To our knowledge, this study is the most comprehensive analysis to assess the effect of adverse maternal factors such as underweight, hypertension, and type 1 diabetes on the development of clefts. We have also strengthened the available evidence on the consequences of active and passive smoking and obesity, as well as the near-neutral effect of alcohol consumption. We followed a strict, pre-defined protocol, which was registered in advance, applying a rigorous methodology that provided data for both CPO, CL ± CP, and mixed populations. The present scientific findings should support the accelerated translation of the available clinical data coming from individual studies to real clinical utilization17,18.

In terms of limitations of our study, the nature of the work did not allow us to include randomized controlled studies. Case–control studies have considerable limitations. Despite their economic and practical advantages, they do not directly assess risk. Inclusion criteria for various studies were slightly different and were self-reported. Given the high potential for bias associated with socially unacceptable smoking and drinking during pregnancy, it is essential to question the validity of information provided by mothers on their exposure to both smoking and alcohol consumption. Most mothers regard the birth of a child with a cleft as a highly traumatic experience and look for possible causes, such as maternal illness or exposure during pregnancy, which may also reduce the accuracy of individual reports. Unmeasured confounding factors cannot be completely excluded either. For example, maternal education and socioeconomic status are associated with high variability1,23[Ács, 2020 #3 [Ács, 2020 #338).

Research and clinical implications

Most importantly, up till now, very few studies have detected interactions and cumulative effects between coexisting factors such as the multiple presence of extreme BMI values, hypertension, type 1 diabetes, smoking, and drinking. For instance, obese pregnant mothers are likely to have higher blood glucose levels or even diabetes, and smoking during pregnancy is also likely to aggravate the harmful effects of hypertension. These potential potentiating effects need to be explored and future studies should attempt identifying individuals and populations at high maternal risk of developing oral cleft. In addition, the differences and similarities in the pathogenesis of CL ± CP and CPO should be clarified in future studies.

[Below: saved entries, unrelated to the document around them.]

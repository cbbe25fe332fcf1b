//! Consolidated per-entity state

use std::collections::BTreeMap;

use chrono::NaiveDate;
use serde::{Deserialize, Serialize};

use os_monitor_types::{
    EntityId, ObservationAttributes, SnapshotEntry, StatusInterval, StatusLabel,
};

/// The consolidated state of one service order
#[derive(Debug, Clone, PartialEq, Eq, Serialize, Deserialize)]
pub struct EntityRecord {
    pub entity_id: EntityId,

    /// Authorized-location code, last non-empty value wins
    pub location: Option<String>,
    /// Target-turnaround attribute, replaced only by a different non-empty value
    pub tat: Option<String>,
    pub model: Option<String>,
    pub serial: Option<String>,
    pub part_delivery: Option<String>,

    /// `None` until the first observation is applied
    pub current_status: Option<StatusLabel>,
    /// Reference date of the last batch the entity appeared in
    pub last_seen: Option<NaiveDate>,

    /// Accumulated business days per status ever visited
    pub days_by_status: BTreeMap<StatusLabel, u32>,
    /// Full status history; only the last interval may be open
    pub intervals: Vec<StatusInterval>,

    /// Absent from the most recent batch
    pub closed: bool,
}

impl EntityRecord {
    /// Create an empty record awaiting its first observation
    pub fn new(entity_id: EntityId) -> Self {
        Self {
            entity_id,
            location: None,
            tat: None,
            model: None,
            serial: None,
            part_delivery: None,
            current_status: None,
            last_seen: None,
            days_by_status: BTreeMap::new(),
            intervals: Vec::new(),
            closed: false,
        }
    }

    /// Rebuild a record from a snapshot row, reopening its current interval.
    ///
    /// A snapshot without a counter for the current status is credited with
    /// its first business day.
    pub fn from_snapshot(entry: SnapshotEntry) -> Self {
        let mut record = Self::new(entry.entity_id);
        record.merge_attributes(&entry.attributes);

        let since = entry
            .status_since
            .filter(|since| *since <= entry.last_seen)
            .unwrap_or(entry.last_seen);

        record.days_by_status = entry.days_by_status;
        record
            .days_by_status
            .entry(entry.status.clone())
            .or_insert(1);
        record
            .intervals
            .push(StatusInterval::open(entry.status.clone(), since));
        record.current_status = Some(entry.status);
        record.last_seen = Some(entry.last_seen);
        record.closed = entry.closed;
        record
    }

    /// Put back the closed intervals of earlier runs ahead of the reopened
    /// current interval. Returns how many were kept.
    ///
    /// Intervals that are open, inverted, end on or after the current
    /// interval's start, or overlap an earlier kept interval are dropped.
    pub fn restore_closed_intervals(&mut self, mut earlier: Vec<StatusInterval>) -> usize {
        let Some(current_start) = self.status_since() else {
            return 0;
        };

        earlier.retain(|interval| {
            interval
                .end
                .is_some_and(|end| interval.start <= end && end < current_start)
        });
        earlier.sort_by_key(|interval| interval.start);

        let mut restored: Vec<StatusInterval> = Vec::with_capacity(earlier.len());
        for interval in earlier {
            let overlaps = restored
                .last()
                .and_then(|previous| previous.end)
                .is_some_and(|previous_end| interval.start <= previous_end);
            if !overlaps {
                restored.push(interval);
            }
        }

        let kept = restored.len();
        let open_at = self.intervals.len() - 1;
        self.intervals.splice(open_at..open_at, restored);
        kept
    }

    /// True until a first observation (or snapshot row) sets a status
    pub fn is_new(&self) -> bool {
        self.current_status.is_none()
    }

    /// The open interval, if any
    pub fn current_interval(&self) -> Option<&StatusInterval> {
        self.intervals.last().filter(|interval| interval.is_open())
    }

    /// Start date of the current status
    pub fn status_since(&self) -> Option<NaiveDate> {
        self.current_interval().map(|interval| interval.start)
    }

    /// Accumulated business days in the current status (all visits)
    pub fn days_in_current_status(&self) -> u32 {
        self.current_status
            .as_ref()
            .and_then(|status| self.days_by_status.get(status))
            .copied()
            .unwrap_or(0)
    }

    /// Apply the per-field overwrite rules for descriptive attributes
    pub fn merge_attributes(&mut self, incoming: &ObservationAttributes) {
        overwrite_if_present(&mut self.location, &incoming.location);
        overwrite_if_present(&mut self.model, &incoming.model);
        overwrite_if_present(&mut self.serial, &incoming.serial);
        overwrite_if_present(&mut self.part_delivery, &incoming.part_delivery);

        if let Some(tat) = incoming.tat.as_ref().filter(|tat| !tat.is_empty()) {
            if self.tat.as_ref() != Some(tat) {
                self.tat = Some(tat.clone());
            }
        }
    }

    /// Add business days to a status counter
    pub(crate) fn credit(&mut self, status: &StatusLabel, days: u32) {
        *self.days_by_status.entry(status.clone()).or_insert(0) += days;
    }

    /// Enter `status` on `date`: open an interval and count the first day
    pub(crate) fn enter_status(&mut self, status: StatusLabel, date: NaiveDate) {
        self.intervals
            .push(StatusInterval::open(status.clone(), date));
        self.credit(&status, 1);
        self.current_status = Some(status);
    }

    /// Close the open interval the day before `reference_date`
    pub(crate) fn close_current(&mut self, reference_date: NaiveDate) {
        if let Some(interval) = self.intervals.last_mut().filter(|i| i.is_open()) {
            let end = reference_date
                .pred_opt()
                .unwrap_or(reference_date)
                .max(interval.start);
            interval.end = Some(end);
        }
    }
}

fn overwrite_if_present(slot: &mut Option<String>, incoming: &Option<String>) {
    if let Some(value) = incoming.as_ref().filter(|v| !v.is_empty()) {
        *slot = Some(value.clone());
    }
}
// ============================================================================
// DIAGNOSTICS
// ============================================================================

/// Recoverable problems found while ingesting or consolidating
#[derive(Debug, Clone, PartialEq, Eq, Serialize, Deserialize, thiserror::Error)]
#[serde(rename_all = "snake_case", tag = "type")]
pub enum DiagnosticKind {
    #[error("could not derive a reference date from '{raw}'")]
    UnparseableBatchDate { raw: String },

    #[error("required column '{column}' is missing")]
    MissingRequiredColumn { column: String },

    #[error("required field '{field}' is empty")]
    MissingRequiredField { field: String },

    #[error("entity '{entity_id}' appears more than once in the batch, last occurrence kept")]
    DuplicateEntityInBatch { entity_id: String },

    #[error("entity '{entity_id}' appears more than once in the snapshot, last occurrence kept")]
    DuplicateEntityInSnapshot { entity_id: String },

    #[error("batch dated {batch_date} has no usable rows and was not applied")]
    EmptyBatch { batch_date: NaiveDate },

    #[error("batch dated {batch_date} is not after the snapshot's last observation {watermark}")]
    StaleBatch {
        batch_date: NaiveDate,
        watermark: NaiveDate,
    },

    #[error("value '{raw}' in column '{column}' is not a number")]
    InvalidNumber { column: String, raw: String },

    #[error("value '{raw}' in column '{column}' is not a date")]
    InvalidDate { column: String, raw: String },

    #[error("no target defined for status '{status}'")]
    UnrecognizedStatus { status: String },

    #[error("source could not be read: {reason}")]
    UnreadableSource { reason: String },
}

/// A diagnostic reported back to the caller of a run
#[derive(Debug, Clone, PartialEq, Eq, Serialize, Deserialize)]
pub struct Diagnostic {
    /// File or batch the problem was found in
    pub source: String,
    /// 1-based data row, when the problem concerns a single row
    pub row: Option<usize>,
    pub kind: DiagnosticKind,
}

impl Diagnostic {
    pub fn new(source: impl Into<String>, kind: DiagnosticKind) -> Self {
        Self {
            source: source.into(),
            row: None,
            kind,
        }
    }

    pub fn at_row(source: impl Into<String>, row: usize, kind: DiagnosticKind) -> Self {
        Self {
            source: source.into(),
            row: Some(row),
            kind,
        }
    }

    /// Whether input data was dropped because of this diagnostic
    pub fn drops_data(&self) -> bool {
        !matches!(self.kind, DiagnosticKind::UnrecognizedStatus { .. })
    }
}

Our results emphasize the importance of reduced maternal BMI in the development of congenital anomalies, namely orofacial clefts. The clinical implication is that underweight mothers must undergo a thorough ultrasound screening for facial growth. People tend to think that passive smoking is not as bad as active smoking. However, our study shows that passive smoking can be just as harmful as active smoking. Pregnant women should therefore be warned that someone smoking in the household could also be noxious to them. Our data show that maternal nutrition and blood glucose levels should be carefully monitored and treated to prevent orofacial clefts. Also, targeted and precise ultrasound screening for clefts is needed in the presence of the aforementioned risk factors.

Conclusion

The present meta-analysis demonstrates that multiple maternal factors play an essential role in the development of orofacial clefts and reports the first meta-analytic results on maternal underweight, hypertension, and type 1 diabetes in the first months of pregnancy. We highlight the importance of maintaining normal maternal body weight and management of hypertension and type 1 diabetes during the first months of pregnancy. Furthermore, the harmful effects of passive and active smoking were confirmed, while alcohol consumption does not appear to represent a significant risk factor for cleft development. However, the synergistic effects between these factors should be investigated further, to allow identification of extremely high risk populations.